Black teenagers tackle truth of trigonometry’s toughest trial

New Orleans students Calcea Johnson and Ne’Kiya Jackson recently presented their findings on the Pythagorean theorem

It takes a special kind of student to outsmart 2,000 years of mathematicians — but New Orleans teenagers Calcea Johnson and Ne’Kiya Jackson are two of them.

Calcea Johnson and Ne’Kiya Jackson just gave a presentation to the American Mathematical Society’s Annual Southeastern Conference.

The students cracked the code of an impossible math problem by demonstrating that Pythagoras’ Theorem can be proven without trigonometry–the study of triangles–something that many believed was impossible.

Johnson and Jackson recently presented their evidence to a peer-reviewed journal that is published by a prominent US mathematical research organization.

Legions of schoolchildren have learned the notation summarizing the theorem in their geometry classes: A2+B2=C2.

“In the 2000 years since trigonometry was discovered, it’s always been assumed that any alleged proof of Pythagoras’s Theorem based on trigonometry must be circular,” said Johnson and Jackson’s abstract. “In fact, in the book containing the largest known collection of proofs—The Pythagorean Proposition by Elisha Loomis—the author flatly states that ‘There are no trigonometric proofs, because all the fundamental formulae of trigonometry are themselves based upon the truth of the Pythagorean Theorem.’ But that isn’t quite true: in our lecture, we present a new proof of Pythagoras’s Theorem which is based on a fundamental result in trigonometry—the Law of Sines—and we show that the proof is independent of the Pythagorean trig identity \sin^2x + \cos^2x = 1.”

It might not surprise you to hear they were the only high school students in the room.

“It’s really an unparalleled feeling, honestly, because there’s just nothing like being able to do something that people don’t think young people can do,” Calcea said. “A lot of times you see this stuff, you don’t see kids like us doing it.

They attend St.

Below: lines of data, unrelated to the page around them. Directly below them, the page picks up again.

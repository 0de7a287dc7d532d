//! Error-to-response mapping
//!
//! Client-class failures (validation, duplicate, storage constraint) map to
//! 400 with detail; everything else maps to a generic 500 with no detail
//! leaked to the caller.

use axum::{
    http::StatusCode,
    response::{IntoResponse, Response},
    Json,
};
use serde_json::json;
use taxform_common::Error;
use tracing::error;

/// Newtype so service errors can flow out of handlers with `?`
#[derive(Debug)]
pub struct ApiError(pub Error);

impl From<Error> for ApiError {
    fn from(e: Error) -> Self {
        ApiError(e)
    }
}

impl IntoResponse for ApiError {
    fn into_response(self) -> Response {
        match self.0 {
            Error::Validation(issues) => (
                StatusCode::BAD_REQUEST,
                Json(json!({ "errors": issues })),
            )
                .into_response(),
            Error::Model(messages) => (
                StatusCode::BAD_REQUEST,
                Json(json!({ "errors": messages.join(", ") })),
            )
                .into_response(),
            Error::Duplicate => (
                StatusCode::BAD_REQUEST,
                Json(json!({ "errors": Error::Duplicate.to_string() })),
            )
                .into_response(),
            Error::StorageConstraint { code, message } => (
                StatusCode::BAD_REQUEST,
                Json(json!({ "error": format!("{} {}", code, message).trim().to_string() })),
            )
                .into_response(),
            other => {
                error!("Internal error serving request: {}", other);
                (
                    StatusCode::INTERNAL_SERVER_ERROR,
                    Json(json!({ "error": "Internal server error" })),
                )
                    .into_response()
            }
        }
    }
}
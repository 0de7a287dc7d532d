//! Marital-status code resolution
//!
//! The status label is derived from the numeric code on every write. The
//! mapping is a partial override: unknown codes leave the caller-supplied
//! label untouched rather than erroring.

/// The closed set of known status codes and their labels.
///
/// Single source of truth, referenced by the resolver and by tests.
pub const STATUS_LABELS: [(i64, &str); 4] = [
    (1, "Single"),
    (2, "Married (Registered)"),
    (3, "Divorced/Widowed"),
    (4, "Deceased"),
];

/// Resolve a status code to its label.
///
/// Returns the fixed label for the four known codes. For any other code the
/// `current` label is returned unchanged, so an unrecognized status is a
/// silent no-op, not an error.
pub fn resolve_status(code: i64, current: Option<String>) -> Option<String> {
    STATUS_LABELS
        .iter()
        .find(|(c, _)| *c == code)
        .map(|(_, label)| (*label).to_string())
        .or(current)
}

#[cfg(test)]
mod tests {
    use super::*;

    #[test]
    fn test_known_codes_map_to_fixed_labels() {
        assert_eq!(resolve_status(1, None), Some("Single".to_string()));
        assert_eq!(
            resolve_status(2, None),
            Some("Married (Registered)".to_string())
        );
        assert_eq!(
            resolve_status(3, None),
            Some("Divorced/Widowed".to_string())
        );
        assert_eq!(resolve_status(4, None), Some("Deceased".to_string()));
    }

    #[test]
    fn test_known_code_overrides_supplied_label() {
        assert_eq!(
            resolve_status(1, Some("whatever".to_string())),
            Some("Single".to_string())
        );
    }

    #[test]
    fn test_unknown_code_keeps_supplied_label() {
        assert_eq!(
            resolve_status(0, Some("Prior".to_string())),
            Some("Prior".to_string())
        );
        assert_eq!(
            resolve_status(99, Some("Prior".to_string())),
            Some("Prior".to_string())
        );
        assert_eq!(resolve_status(-1, None), None);
    }
}
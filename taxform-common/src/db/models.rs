//! Database models

use chrono::{DateTime, Utc};
use serde::{Deserialize, Serialize};

/// One employee's annual tax declaration.
///
/// Identity is the `(employee_id, calendar_year)` pair; at most one record
/// exists per pair. The financial fields are opaque scalars carried through
/// storage and rendering without interpretation. Wire format is camelCase
/// JSON; columns are snake_case.
#[derive(Debug, Clone, PartialEq, Serialize, Deserialize, sqlx::FromRow)]
#[serde(rename_all = "camelCase")]
pub struct TaxFormRecord {
    pub employee_id: i64,
    pub calendar_year: i64,
    pub employee_name: String,
    pub company: String,
    pub department: String,
    pub date: String,

    /// Marital-status code, known domain {1,2,3,4}
    pub status: i64,
    /// Derived label; overwritten from `status` on every write unless the
    /// code is unknown
    #[serde(default)]
    pub status_desc: Option<String>,

    // Allowance flags and amounts
    #[serde(default)]
    pub child_allowance: Option<bool>,
    #[serde(default)]
    pub amt_child_allowance: Option<f64>,
    #[serde(default)]
    pub child_in_after_2018: Option<bool>,
    #[serde(default)]
    pub amt_child_in_after_2018: Option<f64>,
    #[serde(default)]
    pub parental_care_taxpayer_father: Option<bool>,
    #[serde(default)]
    pub amt_parental_care_taxpayer_father: Option<f64>,
    #[serde(default)]
    pub parental_care_taxpayer_mother: Option<bool>,
    #[serde(default)]
    pub amt_parental_care_taxpayer_mother: Option<f64>,
    #[serde(default)]
    pub parental_care_spouse_father: Option<bool>,
    #[serde(default)]
    pub amt_parental_care_spouse_father: Option<f64>,
    #[serde(default)]
    pub parental_care_spouse_mother: Option<bool>,
    #[serde(default)]
    pub amt_parental_care_spouse_mother: Option<f64>,
    #[serde(default)]
    pub disabled_person_support: Option<bool>,
    #[serde(default)]
    pub amt_disabled_person_support: Option<f64>,

    // Insurance and deduction amounts
    #[serde(default)]
    pub health_insurance_taxpayer_father: Option<f64>,
    #[serde(default)]
    pub health_insurance_taxpayer_mother: Option<f64>,
    #[serde(default)]
    pub health_insurance_taxpayer_spouse_father: Option<f64>,
    #[serde(default)]
    pub health_insurance_taxpayer_spouse_mother: Option<f64>,
    #[serde(default)]
    pub life_insurance_paid: Option<f64>,
    #[serde(default)]
    pub pension_insurance_paid: Option<f64>,
    #[serde(default)]
    pub rmf: Option<f64>,
    #[serde(default)]
    pub ssf: Option<f64>,
    #[serde(default)]
    pub interest_pd_on_loan_purchase: Option<f64>,
    #[serde(default)]
    pub donation_supporting_educ_sports: Option<f64>,
    #[serde(default)]
    pub other_donation: Option<f64>,
    #[serde(default)]
    pub health_insurance_taxpayer: Option<f64>,

    // Carry-over amounts from a previous employer
    #[serde(default)]
    pub taxable_income_earned_prev_comp: Option<f64>,
    #[serde(default)]
    pub withholding_tax_prev_comp: Option<f64>,
    #[serde(default)]
    pub ss_prev_comp: Option<f64>,
    #[serde(default)]
    pub pf_prev_comp: Option<f64>,

    // Audit trail, set by the service
    #[serde(default)]
    pub created_by: Option<String>,
    #[serde(default)]
    pub created_datetime: Option<DateTime<Utc>>,
    #[serde(default)]
    pub updated_by: Option<String>,
    #[serde(default)]
    pub updated_datetime: Option<DateTime<Utc>>,
}

/// One transaction-log row, written after every successful create/update
#[derive(Debug, Clone, Serialize, Deserialize, sqlx::FromRow)]
pub struct TransactionLogEntry {
    pub action: String,
    pub subject: String,
    pub logged_at: DateTime<Utc>,
}

/// One error-log row, written when a write-path failure is caught
#[derive(Debug, Clone, Serialize, Deserialize, sqlx::FromRow)]
pub struct ErrorLogEntry {
    pub message: String,
    pub subject: String,
    pub logged_at: DateTime<Utc>,
}
//! Health check endpoint

use axum::{routing::get, Json, Router};
use serde::Serialize;

use crate::AppState;

/// Health check response
#[derive(Debug, Serialize)]
pub struct HealthResponse {
    pub status: String,
    pub module: String,
    pub version: String,
}

/// GET /health
///
/// Health check endpoint for monitoring.
pub async fn health_check() -> Json<HealthResponse> {
    Json(HealthResponse {
        status: "ok".to_string(),
        module: "taxform-api".to_string(),
        version: env!("CARGO_PKG_VERSION").to_string(),
    })
}

/// Build health check routes
pub fn health_routes() -> Router<AppState> {
    Router::new().route("/health", get(health_check))
}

Mary’s Academy, a private Catholic K-12 school in New Orleans, Louisiana run by the Sisters of the Holy Family. Founded in 1867, St. Mary’s is one of the oldest Black Catholic schools in the country

If you need a refresher on Pythagorean Theory, you’re not alone.

Johnson and Jackson explained it like this: Basically, trigonometry is based on Pythagoras’ Theorem, but using trigonometry to prove Pythagoras’s Theorem is what’s known as circular logic.

Calcea Johnson and Ne’Kiya Jackson

Circular reasoning is considered a pragmatic defect in an argument where the premise is just as much in need of proof as the conclusion, because in logic, an idea can’t prove itself.

Johnson and Jackson were reportedly the only two high schoolers to give presentations at the American Mathematical Society south-eastern chapter’s semi-annual meeting in Georgia, a gathering attended by math researchers from institutions including the universities of Alabama, Georgia, Louisiana State, Ohio State, Oklahoma and Texas Tech.

Describing her experience as an “unparalleled feeling,” Jackson said: “We have really great teachers.”

“There’s nothing like it – being able to do something that people don’t think that young people can do,” said Johnson. “You don’t see kids like us doing this – it’s usually, like, you have to be an adult to do this.”

The girls are on their way to earning STEM degrees, with plans to study environmental engineering and biochemistry.